- Exercise aim
For the string "google", search the entries below and copy every line where it appears.

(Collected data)
//! YouTube Search API types.

use crate::youtube_api::types::PageInfo;
use serde::Deserialize;

/// Response structure for the `search.list` API call.
///
/// See: <https://developers.google.com/youtube/v3/docs/search/list>
#[derive(Debug, Deserialize)]
pub struct SearchListResponse {
    /// The search results, in the order requested by the `order` parameter.
    ///
    /// The API omits the field entirely when nothing matched.
    #[serde(default)]
    pub items: Vec<SearchItem>,
    #[serde(rename = "pageInfo", default)]
    pub page_info: PageInfo,
}

/// A `searchResult` resource.
///
/// Both halves are optional on the wire; a result without them cannot be
/// enriched and is dropped later on.
///
/// See: <https://developers.google.com/youtube/v3/docs/search#resource>
#[derive(Debug, Deserialize)]
pub struct SearchItem {
    pub id: Option<SearchItemId>,
    pub snippet: Option<SearchSnippet>,
}

/// Identifies the resource that matched the search request.
#[derive(Debug, Deserialize)]
pub struct SearchItemId {
    /// Only present for video results.
    #[serde(rename = "videoId")]
    pub video_id: Option<String>,
}

/// Basic details about a search result.
#[derive(Debug, Deserialize)]
pub struct SearchSnippet {
    /// The ID of the channel that published the resource.
    #[serde(rename = "channelId")]
    pub channel_id: Option<String>,
    pub title: Option<String>,
    pub description: Option<String>,
}

/// One search hit, flattened to the fields the pipeline needs.
#[derive(Debug, Clone, PartialEq, Eq)]
pub struct SearchResult {
    pub video_id: Option<String>,
    pub channel_id: Option<String>,
    pub title: String,
    pub description: String,
}

impl From<SearchItem> for SearchResult {
    fn from(item: SearchItem) -> Self {
        let video_id = item
            .id
            .and_then(|id| id.video_id)
            .filter(|id| !id.is_empty());
        let (channel_id, title, description) = match item.snippet {
            Some(snippet) => (
                snippet.channel_id.filter(|id| !id.is_empty()),
                snippet.title,
                snippet.description,
            ),
            None => (None, None, None),
        };
        Self {
            video_id,
            channel_id,
            title: title.unwrap_or_else(|| "N/A".to_string()),
            description: description.unwrap_or_default(),
        }
    }
}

- Problem solution
/// See: <https://developers.google.com/youtube/v3/docs/search/list>
/// See: <https://developers.google.com/youtube/v3/docs/search#resource>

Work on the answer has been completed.